Task details | All lines up to and including the one that contains "pub fn pool(&self)" are to be transcribed exactly, starting from the first line of the records.

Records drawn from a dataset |

•••••

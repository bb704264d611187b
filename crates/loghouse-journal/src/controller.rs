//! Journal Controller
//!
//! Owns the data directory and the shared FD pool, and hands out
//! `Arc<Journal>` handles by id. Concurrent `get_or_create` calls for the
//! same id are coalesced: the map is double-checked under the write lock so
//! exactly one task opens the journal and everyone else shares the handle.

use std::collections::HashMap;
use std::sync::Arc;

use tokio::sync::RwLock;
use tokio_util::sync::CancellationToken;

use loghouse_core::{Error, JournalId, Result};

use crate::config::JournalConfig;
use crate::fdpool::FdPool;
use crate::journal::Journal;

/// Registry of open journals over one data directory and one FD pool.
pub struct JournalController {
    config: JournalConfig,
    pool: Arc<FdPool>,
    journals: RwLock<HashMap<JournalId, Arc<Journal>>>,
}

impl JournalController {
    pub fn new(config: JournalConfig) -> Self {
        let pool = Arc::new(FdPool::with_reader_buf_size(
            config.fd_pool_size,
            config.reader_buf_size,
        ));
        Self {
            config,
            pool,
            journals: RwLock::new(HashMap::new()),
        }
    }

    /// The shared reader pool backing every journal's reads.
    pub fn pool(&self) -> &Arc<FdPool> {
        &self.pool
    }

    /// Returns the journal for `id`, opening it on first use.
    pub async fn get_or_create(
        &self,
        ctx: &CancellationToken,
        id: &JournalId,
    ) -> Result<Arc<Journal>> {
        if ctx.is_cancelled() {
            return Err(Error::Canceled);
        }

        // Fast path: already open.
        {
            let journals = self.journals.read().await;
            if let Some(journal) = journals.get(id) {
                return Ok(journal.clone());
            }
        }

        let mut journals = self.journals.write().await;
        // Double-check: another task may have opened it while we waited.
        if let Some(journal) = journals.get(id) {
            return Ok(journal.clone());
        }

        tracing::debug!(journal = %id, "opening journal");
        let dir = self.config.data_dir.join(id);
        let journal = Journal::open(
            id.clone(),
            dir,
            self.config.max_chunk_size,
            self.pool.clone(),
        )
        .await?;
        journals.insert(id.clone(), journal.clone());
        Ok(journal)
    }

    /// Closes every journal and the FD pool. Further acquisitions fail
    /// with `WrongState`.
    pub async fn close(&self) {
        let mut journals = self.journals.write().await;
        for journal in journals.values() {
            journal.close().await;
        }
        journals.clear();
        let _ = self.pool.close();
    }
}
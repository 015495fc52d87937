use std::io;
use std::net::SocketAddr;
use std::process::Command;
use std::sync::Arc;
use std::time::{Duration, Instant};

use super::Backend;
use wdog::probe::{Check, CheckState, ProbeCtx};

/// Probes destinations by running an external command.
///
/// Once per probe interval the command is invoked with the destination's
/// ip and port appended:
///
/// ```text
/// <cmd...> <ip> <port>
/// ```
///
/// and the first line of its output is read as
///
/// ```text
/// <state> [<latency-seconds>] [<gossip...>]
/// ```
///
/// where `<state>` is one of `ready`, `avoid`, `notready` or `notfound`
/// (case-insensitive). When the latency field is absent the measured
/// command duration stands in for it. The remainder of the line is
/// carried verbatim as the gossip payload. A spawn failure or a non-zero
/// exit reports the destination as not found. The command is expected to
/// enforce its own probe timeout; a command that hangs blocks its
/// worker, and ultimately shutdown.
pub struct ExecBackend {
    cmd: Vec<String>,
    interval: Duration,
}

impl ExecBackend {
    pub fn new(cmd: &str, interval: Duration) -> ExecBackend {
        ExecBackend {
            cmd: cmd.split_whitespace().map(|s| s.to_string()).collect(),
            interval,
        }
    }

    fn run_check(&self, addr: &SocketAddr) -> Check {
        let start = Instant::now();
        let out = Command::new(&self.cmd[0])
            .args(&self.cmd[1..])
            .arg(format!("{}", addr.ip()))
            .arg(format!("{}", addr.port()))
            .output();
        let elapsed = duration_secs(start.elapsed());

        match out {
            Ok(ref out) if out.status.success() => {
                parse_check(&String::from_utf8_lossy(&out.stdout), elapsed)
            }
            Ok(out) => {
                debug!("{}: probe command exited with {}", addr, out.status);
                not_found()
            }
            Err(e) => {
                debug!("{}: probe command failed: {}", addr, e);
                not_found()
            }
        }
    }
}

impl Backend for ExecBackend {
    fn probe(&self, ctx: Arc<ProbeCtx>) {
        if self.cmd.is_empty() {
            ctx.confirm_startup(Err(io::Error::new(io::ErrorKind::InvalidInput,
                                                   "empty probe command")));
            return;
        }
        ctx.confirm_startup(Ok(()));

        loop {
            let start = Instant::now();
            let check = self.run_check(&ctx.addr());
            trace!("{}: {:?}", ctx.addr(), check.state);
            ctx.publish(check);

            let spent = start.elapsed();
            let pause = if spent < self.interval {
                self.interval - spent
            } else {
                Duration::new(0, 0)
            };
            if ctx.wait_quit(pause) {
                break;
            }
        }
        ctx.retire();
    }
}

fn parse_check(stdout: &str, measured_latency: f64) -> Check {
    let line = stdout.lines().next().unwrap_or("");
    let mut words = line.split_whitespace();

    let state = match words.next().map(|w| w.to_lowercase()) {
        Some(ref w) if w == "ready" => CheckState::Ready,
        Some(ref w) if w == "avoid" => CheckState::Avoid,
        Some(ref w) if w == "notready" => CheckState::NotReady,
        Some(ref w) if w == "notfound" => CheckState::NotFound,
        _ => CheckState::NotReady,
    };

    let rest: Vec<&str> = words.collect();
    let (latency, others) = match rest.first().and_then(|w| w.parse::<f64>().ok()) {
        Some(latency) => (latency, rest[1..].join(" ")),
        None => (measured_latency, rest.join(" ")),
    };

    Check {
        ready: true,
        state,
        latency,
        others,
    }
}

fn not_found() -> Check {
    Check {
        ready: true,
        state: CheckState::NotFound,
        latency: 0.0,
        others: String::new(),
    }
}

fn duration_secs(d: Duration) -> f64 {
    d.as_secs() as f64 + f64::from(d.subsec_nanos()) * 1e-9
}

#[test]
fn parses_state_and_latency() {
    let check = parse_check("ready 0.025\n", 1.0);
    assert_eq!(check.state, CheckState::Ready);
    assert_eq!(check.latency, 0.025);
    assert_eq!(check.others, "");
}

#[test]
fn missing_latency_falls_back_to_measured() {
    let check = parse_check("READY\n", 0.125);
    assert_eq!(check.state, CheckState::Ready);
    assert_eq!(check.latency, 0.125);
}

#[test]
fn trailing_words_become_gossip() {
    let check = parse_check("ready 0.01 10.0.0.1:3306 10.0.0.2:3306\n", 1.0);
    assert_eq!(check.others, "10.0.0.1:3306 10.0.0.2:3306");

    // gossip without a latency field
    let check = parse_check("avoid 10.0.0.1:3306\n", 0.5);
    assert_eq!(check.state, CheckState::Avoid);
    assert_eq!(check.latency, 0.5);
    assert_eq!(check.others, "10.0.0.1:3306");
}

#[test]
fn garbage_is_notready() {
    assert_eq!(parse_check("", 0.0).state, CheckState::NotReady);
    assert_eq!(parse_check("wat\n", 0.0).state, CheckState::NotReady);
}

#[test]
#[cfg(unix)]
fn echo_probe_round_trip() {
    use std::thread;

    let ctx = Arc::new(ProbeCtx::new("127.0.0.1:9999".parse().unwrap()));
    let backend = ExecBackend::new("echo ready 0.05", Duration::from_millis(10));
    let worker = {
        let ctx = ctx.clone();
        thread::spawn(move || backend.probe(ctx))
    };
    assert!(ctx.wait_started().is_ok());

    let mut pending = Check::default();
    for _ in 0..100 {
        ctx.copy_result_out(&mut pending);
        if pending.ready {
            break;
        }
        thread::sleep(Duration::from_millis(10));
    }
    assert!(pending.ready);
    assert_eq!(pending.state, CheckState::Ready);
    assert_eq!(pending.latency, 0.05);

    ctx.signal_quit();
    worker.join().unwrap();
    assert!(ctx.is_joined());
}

•••••

Response |
repository bb704264d611187b
filename crates/loghouse-journal/src/controller.rs
//! Journal Controller
//!
//! Owns the data directory and the shared FD pool, and hands out
//! `Arc<Journal>` handles by id. Concurrent `get_or_create` calls for the
//! same id are coalesced: the map is double-checked under the write lock so
//! exactly one task opens the journal and everyone else shares the handle.

use std::collections::HashMap;
use std::sync::Arc;

use tokio::sync::RwLock;
use tokio_util::sync::CancellationToken;

use loghouse_core::{Error, JournalId, Result};

use crate::config::JournalConfig;
use crate::fdpool::FdPool;
use crate::journal::Journal;

/// Registry of open journals over one data directory and one FD pool.
pub struct JournalController {
    config: JournalConfig,
    pool: Arc<FdPool>,
    journals: RwLock<HashMap<JournalId, Arc<Journal>>>,
}

impl JournalController {
    pub fn new(config: JournalConfig) -> Self {
        let pool = Arc::new(FdPool::with_reader_buf_size(
            config.fd_pool_size,
            config.reader_buf_size,
        ));
        Self {
            config,
            pool,
            journals: RwLock::new(HashMap::new()),
        }
    }

    /// The shared reader pool backing every journal's reads.
    pub fn pool(&self) -> &Arc<FdPool> {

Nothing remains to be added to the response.